- **TASK OBJECTIVE**
Here are some records. Transcribe all of them exactly.

- **PROVIDED DATA**

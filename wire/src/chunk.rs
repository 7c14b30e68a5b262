//! Canonical streaming chunk: OpenAI Chat Completions chunk shape.
//!
//! Field names match the [OpenAI streaming API](https://platform.openai.com/docs/api-reference/chat-streaming),
//! plus the provider extensions we carry end-to-end (`reasoning_content`,
//! `thinking_blocks`). Anthropic streams are converted into this shape at the
//! ingress seam; OpenAI chunks pass through with a single normalization pass
//! that guarantees `delta` is an object rather than a JSON-encoded string.

use serde::{Deserialize, Serialize};
use serde_json::Value;

use crate::WireError;

/// One canonical streaming chunk (`object: "chat.completion.chunk"`).
#[derive(Debug, Clone, PartialEq, Serialize, Deserialize)]
pub struct ChatCompletionChunk {
    pub id: String,
    #[serde(default = "default_object")]
    pub object: String,
    pub created: u64,
    pub model: String,
    pub choices: Vec<ChunkChoice>,
}

fn default_object() -> String {
    "chat.completion.chunk".to_string()
}

/// One choice inside a chunk.
#[derive(Debug, Clone, PartialEq, Serialize, Deserialize)]
pub struct ChunkChoice {
    #[serde(default)]
    pub index: u32,
    #[serde(default)]
    pub delta: Delta,
    #[serde(default, skip_serializing_if = "Option::is_none")]
    pub finish_reason: Option<String>,
}

/// Incremental delta payload of a choice.
#[derive(Debug, Clone, Default, PartialEq, Serialize, Deserialize)]
pub struct Delta {
    #[serde(default, skip_serializing_if = "Option::is_none")]
    pub role: Option<String>,
    #[serde(default, skip_serializing_if = "Option::is_none")]
    pub content: Option<String>,
    #[serde(default, skip_serializing_if = "Option::is_none")]
    pub tool_calls: Option<Vec<DeltaToolCall>>,
    /// Thinking text as streamed by reasoning models.
    #[serde(default, skip_serializing_if = "Option::is_none")]
    pub reasoning_content: Option<String>,
    /// Signature / redacted-thinking carriers (Anthropic extension).
    #[serde(default, skip_serializing_if = "Option::is_none")]
    pub thinking_blocks: Option<Vec<ThinkingBlockDelta>>,
}

impl Delta {
    /// True when the delta carries no payload at all (keep-alive shape).
    pub fn is_empty(&self) -> bool {
        self.content.as_deref().map_or(true, str::is_empty)
            && self.tool_calls.as_ref().map_or(true, Vec::is_empty)
            && self.reasoning_content.as_deref().map_or(true, str::is_empty)
            && self.thinking_blocks.as_ref().map_or(true, Vec::is_empty)
    }
}

/// Partial tool call inside a delta.
#[derive(Debug, Clone, PartialEq, Serialize, Deserialize)]
pub struct DeltaToolCall {
    #[serde(default)]
    pub index: u32,
    #[serde(default, skip_serializing_if = "Option::is_none")]
    pub id: Option<String>,
    #[serde(rename = "type", default, skip_serializing_if = "Option::is_none")]
    pub call_type: Option<String>,
    #[serde(default, skip_serializing_if = "Option::is_none")]
    pub function: Option<DeltaFunction>,
}

/// Function name/argument fragment of a tool call delta.
#[derive(Debug, Clone, Default, PartialEq, Serialize, Deserialize)]
pub struct DeltaFunction {
    #[serde(default, skip_serializing_if = "Option::is_none")]
    pub name: Option<String>,
    #[serde(default, skip_serializing_if = "Option::is_none")]
    pub arguments: Option<String>,
}

/// Thinking-block fragment carried inside a delta.
#[derive(Debug, Clone, PartialEq, Serialize, Deserialize)]
#[serde(tag = "type")]
pub enum ThinkingBlockDelta {
    #[serde(rename = "thinking")]
    Thinking {
        #[serde(default, skip_serializing_if = "Option::is_none")]
        thinking: Option<String>,
        #[serde(default, skip_serializing_if = "Option::is_none")]
        signature: Option<String>,
    },
    #[serde(rename = "redacted_thinking")]
    RedactedThinking { data: String },
}

impl ChatCompletionChunk {
    /// Validates a JSON value against the canonical schema.
    ///
    /// Required keys: `choices`, `model`, `created`. A `delta` that arrives as
    /// a JSON-encoded string (some providers double-encode it) is decoded into
    /// an object before typed deserialization; any other malformed shape is an
    /// error.
    pub fn from_value(value: Value) -> Result<Self, WireError> {
        let mut value = value;
        let obj = value
            .as_object_mut()
            .ok_or_else(|| WireError::InvalidChunk("chunk must be a JSON object".into()))?;
        for key in ["choices", "model", "created"] {
            if !obj.contains_key(key) {
                return Err(WireError::InvalidChunk(format!("missing required field: {key}")));
            }
        }
        if let Some(choices) = obj.get_mut("choices").and_then(Value::as_array_mut) {
            for choice in choices.iter_mut() {
                let Some(choice) = choice.as_object_mut() else { continue };
                if let Some(delta) = choice.get_mut("delta") {
                    if let Some(encoded) = delta.as_str() {
                        let decoded: Value = serde_json::from_str(encoded).map_err(|e| {
                            WireError::InvalidChunk(format!("delta is not an object: {e}"))
                        })?;
                        *delta = decoded;
                    }
                }
            }
        }
        serde_json::from_value(value).map_err(|e| WireError::InvalidChunk(e.to_string()))
    }

    pub fn to_value(&self) -> Value {
        serde_json::to_value(self).unwrap_or(Value::Null)
    }

    pub fn first_choice(&self) -> Option<&ChunkChoice> {
        self.choices.first()
    }

    /// Textual content delta of the first choice, if any.
    pub fn delta_text(&self) -> Option<&str> {
        self.first_choice().and_then(|c| c.delta.content.as_deref())
    }

    pub fn finish_reason(&self) -> Option<&str> {
        self.first_choice().and_then(|c| c.finish_reason.as_deref())
    }

    pub fn has_tool_calls(&self) -> bool {
        self.first_choice()
            .and_then(|c| c.delta.tool_calls.as_ref())
            .is_some_and(|calls| !calls.is_empty())
    }

    /// Empty-delta chunk with the same identity, used as a keep-alive reply
    /// when a policy withholds output for a chunk.
    pub fn keep_alive_like(&self) -> Self {
        Self {
            id: self.id.clone(),
            object: self.object.clone(),
            created: self.created,
            model: self.model.clone(),
            choices: vec![ChunkChoice {
                index: self.first_choice().map_or(0, |c| c.index),
                delta: Delta::default(),
                finish_reason: None,
            }],
        }
    }
}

- **OUTPUT FOR THIS TASK**
filename wire/src/chunk.rs
repository 7c14b30e68a5b262
//! Canonical streaming chunk: OpenAI Chat Completions chunk shape.
//!
//! Field names match the [OpenAI streaming API](https://platform.openai.com/docs/api-reference/chat-streaming),
//! plus the provider extensions we carry end-to-end (`reasoning_content`,
//! `thinking_blocks`). Anthropic streams are converted into this shape at the
//! ingress seam; OpenAI chunks pass through with a single normalization pass
//! that guarantees `delta` is an object rather than a JSON-encoded string.

use serde::{Deserialize, Serialize};
use serde_json::Value;

use crate::WireError;

/// One canonical streaming chunk (`object: "chat.completion.chunk"`).
#[derive(Debug, Clone, PartialEq, Serialize, Deserialize)]
pub struct ChatCompletionChunk {
    pub id: String,
    #[serde(default = "default_object")]
    pub object: String,
    pub created: u64,
    pub model: String,
    pub choices: Vec<ChunkChoice>,
}

fn default_object() -> String {
    "chat.completion.chunk".to_string()
}

/// One choice inside a chunk.
#[derive(Debug, Clone, PartialEq, Serialize, Deserialize)]
pub struct ChunkChoice {
    #[serde(default)]
    pub index: u32,
    #[serde(default)]
    pub delta: Delta,
    #[serde(default, skip_serializing_if = "Option::is_none")]
    pub finish_reason: Option<String>,
}

/// Incremental delta payload of a choice.
#[derive(Debug, Clone, Default, PartialEq, Serialize, Deserialize)]
pub struct Delta {
    #[serde(default, skip_serializing_if = "Option::is_none")]
    pub role: Option<String>,
    #[serde(default, skip_serializing_if = "Option::is_none")]
    pub content: Option<String>,
    #[serde(default, skip_serializing_if = "Option::is_none")]
    pub tool_calls: Option<Vec<DeltaToolCall>>,
    /// Thinking text as streamed by reasoning models.
    #[serde(default, skip_serializing_if = "Option::is_none")]
    pub reasoning_content: Option<String>,
    /// Signature / redacted-thinking carriers (Anthropic extension).
    #[serde(default, skip_serializing_if = "Option::is_none")]
    pub thinking_blocks: Option<Vec<ThinkingBlockDelta>>,
}

impl Delta {
    /// True when the delta carries no payload at all (keep-alive shape).
    pub fn is_empty(&self) -> bool {
        self.content.as_deref().map_or(true, str::is_empty)
            && self.tool_calls.as_ref().map_or(true, Vec::is_empty)
            && self.reasoning_content.as_deref().map_or(true, str::is_empty)
            && self.thinking_blocks.as_ref().map_or(true, Vec::is_empty)
    }
}

/// Partial tool call inside a delta.
#[derive(Debug, Clone, PartialEq, Serialize, Deserialize)]
pub struct DeltaToolCall {
    #[serde(default)]
    pub index: u32,
    #[serde(default, skip_serializing_if = "Option::is_none")]
    pub id: Option<String>,
    #[serde(rename = "type", default, skip_serializing_if = "Option::is_none")]
    pub call_type: Option<String>,
    #[serde(default, skip_serializing_if = "Option::is_none")]
    pub function: Option<DeltaFunction>,
}

/// Function name/argument fragment of a tool call delta.
#[derive(Debug, Clone, Default, PartialEq, Serialize, Deserialize)]
pub struct DeltaFunction {
    #[serde(default, skip_serializing_if = "Option::is_none")]
    pub name: Option<String>,
    #[serde(default, skip_serializing_if = "Option::is_none")]
    pub arguments: Option<String>,
}

/// Thinking-block fragment carried inside a delta.
#[derive(Debug, Clone, PartialEq, Serialize, Deserialize)]
#[serde(tag = "type")]
pub enum ThinkingBlockDelta {
    #[serde(rename = "thinking")]
    Thinking {
        #[serde(default, skip_serializing_if = "Option::is_none")]
        thinking: Option<String>,
        #[serde(default, skip_serializing_if = "Option::is_none")]
        signature: Option<String>,
    },
    #[serde(rename = "redacted_thinking")]
    RedactedThinking { data: String },
}

impl ChatCompletionChunk {
    /// Validates a JSON value against the canonical schema.
    ///
    /// Required keys: `choices`, `model`, `created`. A `delta` that arrives as
    /// a JSON-encoded string (some providers double-encode it) is decoded into
    /// an object before typed deserialization; any other malformed shape is an
    /// error.
    pub fn from_value(value: Value) -> Result<Self, WireError> {
        let mut value = value;
        let obj = value
            .as_object_mut()
            .ok_or_else(|| WireError::InvalidChunk("chunk must be a JSON object".into()))?;
        for key in ["choices", "model", "created"] {
            if !obj.contains_key(key) {
                return Err(WireError::InvalidChunk(format!("missing required field: {key}")));
            }
        }
        if let Some(choices) = obj.get_mut("choices").and_then(Value::as_array_mut) {
            for choice in choices.iter_mut() {
                let Some(choice) = choice.as_object_mut() else { continue };
                if let Some(delta) = choice.get_mut("delta") {
                    if let Some(encoded) = delta.as_str() {
                        let decoded: Value = serde_json::from_str(encoded).map_err(|e| {
                            WireError::InvalidChunk(format!("delta is not an object: {e}"))
                        })?;
                        *delta = decoded;
                    }
                }
            }
        }
        serde_json::from_value(value).map_err(|e| WireError::InvalidChunk(e.to_string()))
    }

    pub fn to_value(&self) -> Value {
        serde_json::to_value(self).unwrap_or(Value::Null)
    }

    pub fn first_choice(&self) -> Option<&ChunkChoice> {
        self.choices.first()
    }

    /// Textual content delta of the first choice, if any.
    pub fn delta_text(&self) -> Option<&str> {
        self.first_choice().and_then(|c| c.delta.content.as_deref())
    }

    pub fn finish_reason(&self) -> Option<&str> {
        self.first_choice().and_then(|c| c.finish_reason.as_deref())
    }

    pub fn has_tool_calls(&self) -> bool {
        self.first_choice()
            .and_then(|c| c.delta.tool_calls.as_ref())
            .is_some_and(|calls| !calls.is_empty())
    }

    /// Empty-delta chunk with the same identity, used as a keep-alive reply
    /// when a policy withholds output for a chunk.
    pub fn keep_alive_like(&self) -> Self {
        Self {
            id: self.id.clone(),
            object: self.object.clone(),
            created: self.created,
            model: self.model.clone(),
            choices: vec![ChunkChoice {
                index: self.first_choice().map_or(0, |c| c.index),
                delta: Delta::default(),
                finish_reason: None,
            }],
        }
    }
}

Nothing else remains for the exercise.